The tectonic plates that make up the Earth’s solid crust are always moving, affecting life on our planet in different ways.

These huge plates may move slowly, but they create many of the Earth’s unique topographic features, such as mountains, abysses, individual islands, archipelagos, and ocean trenches — all on a continental scale.
Gravitational interactions between the Earth, the Moon and the Sun could cause tectonic plates to move, scientists say

Earthquakes, volcanoes, and tsunamis, however, are also the result of the constant flow of the lithosphere — the rocky crust and the upper crust.

The average tectonic plate can move about 40 mm per year – about the same speed as a nail grows – while the fastest, the Naska plate in western South America, moves about 160 mm per year, about the same speed as hair grows.

The dominant consensus on what drives plate motion has long been established on convection currents within the Earth’s crust, theorizing that the movement of massive amounts of heat draws the plates around from below.

But a new study by scientists at the University of Washington in St. Louis suggests that there is not enough energy inside the Earth needed to move tectonic plates, and instead unbalanced gravitational forces between the Earth, Moon and Sun together stimulate the circulation of the entire “mantle”. “.

The variety of plate movements comes from changes in the magnitude and direction of unbalanced gravitational forces over time.

Researchers have suggested that the Earth’s plates may be moving because the Sun is gravitating toward the Moon, causing the Moon to orbit the Earth to lengthen.

Over time, the position of the “baricenter,” or center of mass between the bodies orbiting the Earth and the Moon, has moved closer to the Earth’s surface. It now oscillates 600 kilometers a month relative to the geocenter (center of the Earth), scientists say. This creates internal stresses as the Earth continues to spin.

“Because the oscillating baricent is about 4,600 kilometers from the geocenter, the tangential orbital acceleration of the Earth and solar traction are unbalanced except at the baricenter,” said Professor Anne Hoffmeister, who led the study.

“The warm, thick and strong inner layers of the planet can withstand these stresses, but its thin, cold, brittle lithosphere responds by breaking.”

Furthermore, the authors claim that the daily rotation of the Earth, which flattens the planet from a perfect spherical shape, contributes to this fragile defect in the lithosphere.
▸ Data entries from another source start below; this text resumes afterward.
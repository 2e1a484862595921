//! Pre-configured sessions.
//!
//! A [`Session`] owns the HTTP connection pool and an optional [`Auth`]
//! strategy. Credentials are checked when the session is built, never on
//! first use. The pool is released when the last clone of the session is
//! dropped, including on early returns and panics.
//!
//! Sessions are `Send + Sync` and cheap to clone: clones share one pool and
//! may be used from several tasks at once.

use std::fmt;
use std::sync::Arc;
use std::time::Duration;

use reqwest::header::{HeaderMap, HeaderName, HeaderValue};

use crate::auth::{Auth, Basic, Bearer, SharedSecret};
use crate::{ClientError, Result, SessionOptions};

/// HTTP session with an optional credential-injection strategy.
#[derive(Clone)]
pub struct Session {
    http: reqwest::Client,
    auth: Option<Arc<dyn Auth>>,
}

impl fmt::Debug for Session {
    fn fmt(&self, f: &mut fmt::Formatter<'_>) -> fmt::Result {
        f.debug_struct("Session").field("auth", &self.auth).finish()
    }
}

impl Session {
    fn build(auth: Option<Arc<dyn Auth>>, options: &SessionOptions) -> Result<Self> {
        let mut builder = reqwest::Client::builder();
        if let Some(user_agent) = &options.user_agent {
            builder = builder.user_agent(user_agent.as_str());
        }
        if let Some(timeout_ms) = options.connect_timeout_ms {
            builder = builder.connect_timeout(Duration::from_millis(timeout_ms));
        }
        if !options.default_headers.is_empty() {
            builder = builder.default_headers(default_header_map(&options.default_headers)?);
        }
        let http = builder.build().map_err(ClientError::Transport)?;
        Ok(Self { http, auth })
    }

    /// Auth strategy attached to this session, if any.
    pub fn auth(&self) -> Option<&dyn Auth> {
        self.auth.as_deref()
    }

    /// Applies the session's auth strategy to `headers`.
    pub fn sign(&self, headers: &mut HeaderMap) {
        if let Some(auth) = &self.auth {
            auth.sign(headers);
        }
    }

    pub(crate) fn request(&self, method: reqwest::Method, url: &str) -> reqwest::RequestBuilder {
        self.http.request(method, url)
    }

    /// Signs and dispatches a request. Non-success statuses are not errors
    /// at this level.
    pub(crate) async fn send(
        &self,
        mut request: reqwest::Request,
    ) -> std::result::Result<reqwest::Response, reqwest::Error> {
        self.sign(request.headers_mut());
        self.http.execute(request).await
    }
}

fn default_header_map(headers: &[(String, String)]) -> Result<HeaderMap> {
    let mut map = HeaderMap::with_capacity(headers.len());
    for (name, value) in headers {
        let header_name = HeaderName::from_bytes(name.as_bytes()).map_err(|err| {
            ClientError::new(
                "invalid_session_option",
                format!("invalid default header name {name:?}: {err}"),
                None,
            )
        })?;
        let header_value = HeaderValue::from_str(value).map_err(|err| {
            ClientError::new(
                "invalid_session_option",
                format!("invalid value for default header {name:?}: {err}"),
                None,
            )
        })?;
        map.append(header_name, header_value);
    }
    Ok(map)
}

/// Session without credentials.
pub fn no_auth() -> Result<Session> {
    no_auth_with_options(&SessionOptions::default())
}

pub fn no_auth_with_options(options: &SessionOptions) -> Result<Session> {
    Session::build(None, options)
}

/// Session sending `Authorization: Bearer <token>`.
pub fn bearer(token: impl AsRef<str>) -> Result<Session> {
    bearer_with_options(token, &SessionOptions::default())
}

pub fn bearer_with_options(token: impl AsRef<str>, options: &SessionOptions) -> Result<Session> {
    custom_with_options(Bearer::new(token)?, options)
}

/// Bearer session whose token is read from the environment variable `var`.
///
/// A missing or blank variable fails with code `bearer_token_not_valid`.
pub fn bearer_from_env(var: &str) -> Result<Session> {
    let token = std::env::var(var).map_err(|_| {
        ClientError::auth(
            "bearer_token_not_valid",
            format!("missing {var} environment variable"),
        )
    })?;
    if token.trim().is_empty() {
        return Err(ClientError::auth(
            "bearer_token_not_valid",
            format!("{var} is set but empty"),
        ));
    }
    bearer(token)
}

/// Session sending a shared secret key on every request.
pub fn shared_secret(key: impl AsRef<str>) -> Result<Session> {
    shared_secret_with_options(key, &SessionOptions::default())
}

pub fn shared_secret_with_options(
    key: impl AsRef<str>,
    options: &SessionOptions,
) -> Result<Session> {
    custom_with_options(SharedSecret::new(key)?, options)
}

/// Session using HTTP basic authentication.
pub fn basic(username: impl Into<String>, password: impl AsRef<str>) -> Result<Session> {
    basic_with_options(username, password, &SessionOptions::default())
}

pub fn basic_with_options(
    username: impl Into<String>,
    password: impl AsRef<str>,
    options: &SessionOptions,
) -> Result<Session> {
    custom_with_options(Basic::new(username, password)?, options)
}

/// Session using any [`Auth`] strategy.
pub fn custom(auth: impl Auth + 'static) -> Result<Session> {
    custom_with_options(auth, &SessionOptions::default())
}

pub fn custom_with_options(auth: impl Auth + 'static, options: &SessionOptions) -> Result<Session> {
    Session::build(Some(Arc::new(auth)), options)
}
These two independent stresses create a mosaic of tiles observed in the outer shell, the authors suggest.

The variety of plate movements comes from changes in the magnitude and direction of unbalanced gravitational forces over time.

It is difficult for researchers to test this theory. They suggested that a closer look at Pluto’s crust could provide additional information on how tectonic plates respond to gravitational forces.

“One test would be a detailed examination of Pluto’s tectonics, which is too small and too cold for convection but has a giant moon and a surprisingly young surface,” said Professor Hoffmeister.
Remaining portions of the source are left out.